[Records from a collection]
▼

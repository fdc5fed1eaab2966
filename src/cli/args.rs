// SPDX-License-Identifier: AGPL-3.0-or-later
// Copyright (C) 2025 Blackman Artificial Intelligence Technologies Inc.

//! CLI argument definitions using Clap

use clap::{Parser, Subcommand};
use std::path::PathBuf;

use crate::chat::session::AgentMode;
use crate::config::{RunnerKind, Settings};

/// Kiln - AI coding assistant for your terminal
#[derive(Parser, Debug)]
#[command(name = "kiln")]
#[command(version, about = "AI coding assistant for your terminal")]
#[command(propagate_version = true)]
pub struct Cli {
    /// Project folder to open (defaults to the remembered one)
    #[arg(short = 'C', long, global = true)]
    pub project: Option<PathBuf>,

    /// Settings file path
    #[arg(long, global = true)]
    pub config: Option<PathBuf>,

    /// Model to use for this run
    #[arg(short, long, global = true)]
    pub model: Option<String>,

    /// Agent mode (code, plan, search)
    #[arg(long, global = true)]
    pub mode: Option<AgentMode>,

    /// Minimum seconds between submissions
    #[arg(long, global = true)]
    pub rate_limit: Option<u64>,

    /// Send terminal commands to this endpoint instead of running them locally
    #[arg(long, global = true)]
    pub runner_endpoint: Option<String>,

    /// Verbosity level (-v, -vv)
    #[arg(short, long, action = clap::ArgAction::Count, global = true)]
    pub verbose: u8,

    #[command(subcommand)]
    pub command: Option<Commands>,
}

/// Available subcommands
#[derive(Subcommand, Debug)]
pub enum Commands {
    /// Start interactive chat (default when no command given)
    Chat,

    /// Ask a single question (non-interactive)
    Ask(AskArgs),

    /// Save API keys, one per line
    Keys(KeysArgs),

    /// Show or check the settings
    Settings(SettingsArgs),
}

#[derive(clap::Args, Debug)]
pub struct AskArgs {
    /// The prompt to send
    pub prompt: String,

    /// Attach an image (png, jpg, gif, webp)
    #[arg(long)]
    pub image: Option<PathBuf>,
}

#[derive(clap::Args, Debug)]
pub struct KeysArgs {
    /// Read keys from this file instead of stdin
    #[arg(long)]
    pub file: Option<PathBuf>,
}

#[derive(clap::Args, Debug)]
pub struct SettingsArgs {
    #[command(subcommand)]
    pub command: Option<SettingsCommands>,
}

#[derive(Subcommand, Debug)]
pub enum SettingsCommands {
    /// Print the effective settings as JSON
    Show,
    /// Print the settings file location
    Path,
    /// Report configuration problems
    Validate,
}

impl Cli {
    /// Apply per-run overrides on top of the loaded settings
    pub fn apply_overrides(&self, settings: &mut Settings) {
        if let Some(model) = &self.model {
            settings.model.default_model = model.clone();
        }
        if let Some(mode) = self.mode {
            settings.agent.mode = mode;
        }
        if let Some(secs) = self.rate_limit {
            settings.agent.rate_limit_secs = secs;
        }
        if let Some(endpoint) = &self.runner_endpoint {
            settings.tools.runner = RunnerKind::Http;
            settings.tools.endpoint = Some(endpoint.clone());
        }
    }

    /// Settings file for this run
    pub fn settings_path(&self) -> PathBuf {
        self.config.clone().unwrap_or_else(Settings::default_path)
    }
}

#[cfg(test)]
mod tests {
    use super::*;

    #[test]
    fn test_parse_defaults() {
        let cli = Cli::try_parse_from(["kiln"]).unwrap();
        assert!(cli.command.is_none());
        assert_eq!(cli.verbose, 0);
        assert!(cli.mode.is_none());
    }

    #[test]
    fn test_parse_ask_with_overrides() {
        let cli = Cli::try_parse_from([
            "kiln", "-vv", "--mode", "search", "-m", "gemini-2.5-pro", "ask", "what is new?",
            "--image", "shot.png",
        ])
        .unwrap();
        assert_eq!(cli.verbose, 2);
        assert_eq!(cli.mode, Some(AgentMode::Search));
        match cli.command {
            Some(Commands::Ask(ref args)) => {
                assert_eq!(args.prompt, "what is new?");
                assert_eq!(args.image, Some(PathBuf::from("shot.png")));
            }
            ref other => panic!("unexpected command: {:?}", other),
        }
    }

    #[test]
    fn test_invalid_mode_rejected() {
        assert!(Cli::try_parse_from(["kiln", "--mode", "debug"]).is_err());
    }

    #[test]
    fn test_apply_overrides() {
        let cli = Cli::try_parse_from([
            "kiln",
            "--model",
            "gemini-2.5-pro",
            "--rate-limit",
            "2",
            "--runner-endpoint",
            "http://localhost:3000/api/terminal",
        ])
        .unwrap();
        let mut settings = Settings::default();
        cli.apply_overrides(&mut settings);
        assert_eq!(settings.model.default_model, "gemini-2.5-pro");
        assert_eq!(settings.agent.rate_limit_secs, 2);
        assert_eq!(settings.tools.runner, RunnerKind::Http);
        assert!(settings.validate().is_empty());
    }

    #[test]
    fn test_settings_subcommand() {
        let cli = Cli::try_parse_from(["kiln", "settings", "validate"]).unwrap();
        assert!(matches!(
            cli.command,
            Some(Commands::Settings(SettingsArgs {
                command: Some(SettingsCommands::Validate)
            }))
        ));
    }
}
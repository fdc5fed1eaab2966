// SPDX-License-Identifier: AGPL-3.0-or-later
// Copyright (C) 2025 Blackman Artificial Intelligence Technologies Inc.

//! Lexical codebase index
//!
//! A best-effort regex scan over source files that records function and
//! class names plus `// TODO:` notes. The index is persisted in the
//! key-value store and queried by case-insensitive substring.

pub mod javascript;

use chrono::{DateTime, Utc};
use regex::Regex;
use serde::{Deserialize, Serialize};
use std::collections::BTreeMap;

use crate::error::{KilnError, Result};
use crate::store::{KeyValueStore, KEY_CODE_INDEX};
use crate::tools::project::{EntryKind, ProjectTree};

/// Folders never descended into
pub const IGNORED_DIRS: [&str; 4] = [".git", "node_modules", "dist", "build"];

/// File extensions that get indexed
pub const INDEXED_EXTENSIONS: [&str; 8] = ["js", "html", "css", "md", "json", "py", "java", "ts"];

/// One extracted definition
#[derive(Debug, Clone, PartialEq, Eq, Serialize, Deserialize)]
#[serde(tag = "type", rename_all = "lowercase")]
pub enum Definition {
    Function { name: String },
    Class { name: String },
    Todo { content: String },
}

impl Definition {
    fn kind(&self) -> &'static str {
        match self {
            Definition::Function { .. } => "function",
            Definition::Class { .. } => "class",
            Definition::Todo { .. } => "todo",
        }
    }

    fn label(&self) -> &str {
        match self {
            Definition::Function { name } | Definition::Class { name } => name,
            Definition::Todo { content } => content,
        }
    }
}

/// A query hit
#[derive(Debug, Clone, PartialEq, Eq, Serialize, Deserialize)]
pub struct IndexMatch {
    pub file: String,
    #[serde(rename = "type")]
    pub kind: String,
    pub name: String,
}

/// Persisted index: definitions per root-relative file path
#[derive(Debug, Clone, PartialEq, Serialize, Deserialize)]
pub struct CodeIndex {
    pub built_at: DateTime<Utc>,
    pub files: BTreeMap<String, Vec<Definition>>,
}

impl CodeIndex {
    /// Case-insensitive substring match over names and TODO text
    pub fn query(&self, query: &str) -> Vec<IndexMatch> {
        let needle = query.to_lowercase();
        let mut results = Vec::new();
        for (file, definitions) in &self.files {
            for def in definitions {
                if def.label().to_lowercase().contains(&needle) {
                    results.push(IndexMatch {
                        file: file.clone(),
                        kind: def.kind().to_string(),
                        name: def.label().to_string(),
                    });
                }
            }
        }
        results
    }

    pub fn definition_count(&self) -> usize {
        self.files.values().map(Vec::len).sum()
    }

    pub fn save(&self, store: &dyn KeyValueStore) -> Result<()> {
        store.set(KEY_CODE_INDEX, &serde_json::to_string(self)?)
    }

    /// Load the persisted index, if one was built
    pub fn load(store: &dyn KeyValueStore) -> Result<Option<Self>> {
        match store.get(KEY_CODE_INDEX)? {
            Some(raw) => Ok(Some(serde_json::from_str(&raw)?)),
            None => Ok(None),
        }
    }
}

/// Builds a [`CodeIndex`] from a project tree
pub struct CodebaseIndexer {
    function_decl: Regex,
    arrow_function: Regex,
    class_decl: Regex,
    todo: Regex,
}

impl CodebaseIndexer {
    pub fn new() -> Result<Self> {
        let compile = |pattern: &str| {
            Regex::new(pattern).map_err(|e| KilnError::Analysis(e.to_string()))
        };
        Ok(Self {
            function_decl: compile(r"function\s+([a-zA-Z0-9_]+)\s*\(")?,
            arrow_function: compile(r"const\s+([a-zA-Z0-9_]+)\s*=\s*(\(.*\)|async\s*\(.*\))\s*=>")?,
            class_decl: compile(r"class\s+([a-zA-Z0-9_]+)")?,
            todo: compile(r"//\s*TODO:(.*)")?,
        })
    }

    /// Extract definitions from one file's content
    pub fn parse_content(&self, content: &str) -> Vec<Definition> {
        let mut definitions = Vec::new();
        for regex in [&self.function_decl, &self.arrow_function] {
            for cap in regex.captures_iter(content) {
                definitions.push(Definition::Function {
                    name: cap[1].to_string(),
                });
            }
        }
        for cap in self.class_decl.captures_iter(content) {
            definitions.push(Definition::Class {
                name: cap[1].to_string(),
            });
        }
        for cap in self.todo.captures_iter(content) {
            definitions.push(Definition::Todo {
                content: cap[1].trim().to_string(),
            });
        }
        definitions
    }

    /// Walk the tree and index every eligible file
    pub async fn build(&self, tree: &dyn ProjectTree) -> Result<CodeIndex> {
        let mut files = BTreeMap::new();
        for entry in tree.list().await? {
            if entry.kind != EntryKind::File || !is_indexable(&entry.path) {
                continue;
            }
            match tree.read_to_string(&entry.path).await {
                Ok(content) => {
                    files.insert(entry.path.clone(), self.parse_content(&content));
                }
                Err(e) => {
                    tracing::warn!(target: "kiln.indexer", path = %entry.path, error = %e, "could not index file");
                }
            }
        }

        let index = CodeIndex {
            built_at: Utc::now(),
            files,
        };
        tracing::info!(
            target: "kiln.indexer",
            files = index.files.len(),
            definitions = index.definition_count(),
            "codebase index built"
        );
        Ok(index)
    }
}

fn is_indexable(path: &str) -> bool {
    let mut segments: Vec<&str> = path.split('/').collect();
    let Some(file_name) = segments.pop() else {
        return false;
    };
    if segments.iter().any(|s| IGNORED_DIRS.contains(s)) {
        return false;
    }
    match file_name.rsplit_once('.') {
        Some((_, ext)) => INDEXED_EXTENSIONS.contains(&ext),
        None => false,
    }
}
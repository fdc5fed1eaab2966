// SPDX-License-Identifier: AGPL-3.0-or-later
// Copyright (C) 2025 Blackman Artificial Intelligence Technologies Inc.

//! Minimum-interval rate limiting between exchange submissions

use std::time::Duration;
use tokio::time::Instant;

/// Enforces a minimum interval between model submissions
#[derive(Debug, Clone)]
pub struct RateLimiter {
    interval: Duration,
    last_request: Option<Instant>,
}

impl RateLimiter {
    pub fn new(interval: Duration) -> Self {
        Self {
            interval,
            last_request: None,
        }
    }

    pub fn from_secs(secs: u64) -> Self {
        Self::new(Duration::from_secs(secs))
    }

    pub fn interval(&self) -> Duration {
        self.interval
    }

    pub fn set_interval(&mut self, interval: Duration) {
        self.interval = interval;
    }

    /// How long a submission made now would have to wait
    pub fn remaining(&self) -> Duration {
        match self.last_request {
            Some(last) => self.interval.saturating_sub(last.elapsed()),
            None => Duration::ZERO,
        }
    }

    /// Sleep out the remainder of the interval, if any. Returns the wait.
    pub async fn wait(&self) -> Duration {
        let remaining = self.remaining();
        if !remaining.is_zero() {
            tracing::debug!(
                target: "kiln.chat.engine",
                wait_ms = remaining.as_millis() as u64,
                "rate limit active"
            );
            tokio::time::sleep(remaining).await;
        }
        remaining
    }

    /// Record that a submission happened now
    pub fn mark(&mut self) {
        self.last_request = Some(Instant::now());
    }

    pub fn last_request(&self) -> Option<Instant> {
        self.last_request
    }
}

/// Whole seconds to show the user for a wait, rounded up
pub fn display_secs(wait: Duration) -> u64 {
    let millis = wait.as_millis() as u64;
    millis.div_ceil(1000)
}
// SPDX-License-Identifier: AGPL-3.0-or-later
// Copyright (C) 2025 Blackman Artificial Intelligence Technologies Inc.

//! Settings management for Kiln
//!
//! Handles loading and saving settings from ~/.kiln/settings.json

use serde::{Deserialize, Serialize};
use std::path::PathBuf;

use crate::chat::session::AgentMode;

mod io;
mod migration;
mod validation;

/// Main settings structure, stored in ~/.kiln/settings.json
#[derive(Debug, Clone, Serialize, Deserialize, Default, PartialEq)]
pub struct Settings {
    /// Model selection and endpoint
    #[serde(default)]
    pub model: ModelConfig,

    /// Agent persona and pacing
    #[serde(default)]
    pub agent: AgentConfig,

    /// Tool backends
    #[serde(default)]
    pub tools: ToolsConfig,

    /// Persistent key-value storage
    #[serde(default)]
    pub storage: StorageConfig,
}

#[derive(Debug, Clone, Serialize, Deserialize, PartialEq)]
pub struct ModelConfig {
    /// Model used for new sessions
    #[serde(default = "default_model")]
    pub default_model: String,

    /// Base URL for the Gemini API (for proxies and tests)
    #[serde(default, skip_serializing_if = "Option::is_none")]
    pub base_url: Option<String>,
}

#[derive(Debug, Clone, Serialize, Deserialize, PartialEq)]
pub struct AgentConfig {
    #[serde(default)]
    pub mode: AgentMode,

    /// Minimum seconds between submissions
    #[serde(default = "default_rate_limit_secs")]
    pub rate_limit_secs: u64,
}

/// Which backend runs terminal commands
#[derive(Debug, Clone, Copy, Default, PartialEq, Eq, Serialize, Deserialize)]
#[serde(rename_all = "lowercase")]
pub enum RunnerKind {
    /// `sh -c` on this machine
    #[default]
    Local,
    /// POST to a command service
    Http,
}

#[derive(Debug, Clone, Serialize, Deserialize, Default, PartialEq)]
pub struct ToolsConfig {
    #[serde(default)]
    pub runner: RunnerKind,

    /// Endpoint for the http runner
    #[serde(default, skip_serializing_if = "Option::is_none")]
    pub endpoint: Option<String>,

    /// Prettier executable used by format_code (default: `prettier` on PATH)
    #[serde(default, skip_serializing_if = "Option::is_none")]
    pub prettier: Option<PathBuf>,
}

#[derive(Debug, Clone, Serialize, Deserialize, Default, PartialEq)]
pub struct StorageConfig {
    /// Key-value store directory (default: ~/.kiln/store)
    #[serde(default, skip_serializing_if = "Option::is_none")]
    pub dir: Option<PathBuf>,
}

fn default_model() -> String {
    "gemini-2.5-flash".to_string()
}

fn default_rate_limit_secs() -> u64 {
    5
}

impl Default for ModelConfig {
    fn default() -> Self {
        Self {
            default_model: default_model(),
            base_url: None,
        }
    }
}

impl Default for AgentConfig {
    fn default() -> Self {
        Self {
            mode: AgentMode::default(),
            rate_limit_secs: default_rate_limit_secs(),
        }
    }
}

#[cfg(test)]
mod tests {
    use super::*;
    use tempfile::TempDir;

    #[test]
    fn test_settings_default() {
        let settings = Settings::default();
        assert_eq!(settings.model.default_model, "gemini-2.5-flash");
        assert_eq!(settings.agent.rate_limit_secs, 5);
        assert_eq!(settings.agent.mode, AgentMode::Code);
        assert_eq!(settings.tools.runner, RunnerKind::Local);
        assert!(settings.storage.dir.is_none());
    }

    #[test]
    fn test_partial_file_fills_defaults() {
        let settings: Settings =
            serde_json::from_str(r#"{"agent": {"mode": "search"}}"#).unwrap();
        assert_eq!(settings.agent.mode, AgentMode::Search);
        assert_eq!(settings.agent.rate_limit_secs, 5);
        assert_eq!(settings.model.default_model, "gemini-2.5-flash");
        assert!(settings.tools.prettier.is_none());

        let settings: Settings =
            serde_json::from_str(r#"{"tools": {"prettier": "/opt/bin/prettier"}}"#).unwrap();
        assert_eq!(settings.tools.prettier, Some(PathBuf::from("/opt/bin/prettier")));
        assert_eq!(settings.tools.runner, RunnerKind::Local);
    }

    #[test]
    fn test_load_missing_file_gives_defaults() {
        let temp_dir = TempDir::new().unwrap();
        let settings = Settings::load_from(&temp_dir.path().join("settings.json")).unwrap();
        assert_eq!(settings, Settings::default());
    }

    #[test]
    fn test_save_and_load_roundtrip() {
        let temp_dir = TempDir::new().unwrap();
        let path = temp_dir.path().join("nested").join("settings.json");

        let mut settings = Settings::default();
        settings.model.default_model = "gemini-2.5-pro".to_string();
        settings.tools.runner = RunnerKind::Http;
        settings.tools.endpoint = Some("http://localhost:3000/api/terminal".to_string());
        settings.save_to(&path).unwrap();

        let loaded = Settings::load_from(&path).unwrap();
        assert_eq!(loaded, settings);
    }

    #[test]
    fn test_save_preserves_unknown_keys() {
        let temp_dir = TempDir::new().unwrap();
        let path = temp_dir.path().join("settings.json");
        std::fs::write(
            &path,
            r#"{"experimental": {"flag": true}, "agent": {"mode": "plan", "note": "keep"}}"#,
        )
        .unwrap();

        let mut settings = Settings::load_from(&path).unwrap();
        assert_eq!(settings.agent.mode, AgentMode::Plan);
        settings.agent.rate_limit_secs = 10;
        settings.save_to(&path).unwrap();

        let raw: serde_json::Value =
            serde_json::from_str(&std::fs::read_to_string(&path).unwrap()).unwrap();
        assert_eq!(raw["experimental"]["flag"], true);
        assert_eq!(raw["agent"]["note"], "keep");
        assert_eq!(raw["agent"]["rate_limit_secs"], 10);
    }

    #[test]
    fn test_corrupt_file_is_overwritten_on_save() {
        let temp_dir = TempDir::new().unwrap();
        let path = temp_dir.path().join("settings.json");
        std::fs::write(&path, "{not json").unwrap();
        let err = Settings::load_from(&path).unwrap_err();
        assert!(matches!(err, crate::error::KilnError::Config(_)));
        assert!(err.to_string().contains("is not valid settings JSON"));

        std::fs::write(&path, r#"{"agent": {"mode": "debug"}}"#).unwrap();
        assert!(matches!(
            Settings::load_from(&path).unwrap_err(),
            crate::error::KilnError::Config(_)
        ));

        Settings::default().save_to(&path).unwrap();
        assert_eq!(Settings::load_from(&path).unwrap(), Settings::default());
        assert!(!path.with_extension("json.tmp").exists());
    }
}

▲

*Task*: Which lines run from the one containing "not valid settings" to the end of the data? Output them exactly, with nothing added.

*Exercise result*:
        assert!(err.to_string().contains("is not valid settings JSON"));

        std::fs::write(&path, r#"{"agent": {"mode": "debug"}}"#).unwrap();
        assert!(matches!(
            Settings::load_from(&path).unwrap_err(),
            crate::error::KilnError::Config(_)
        ));

        Settings::default().save_to(&path).unwrap();
        assert_eq!(Settings::load_from(&path).unwrap(), Settings::default());
        assert!(!path.with_extension("json.tmp").exists());
    }
}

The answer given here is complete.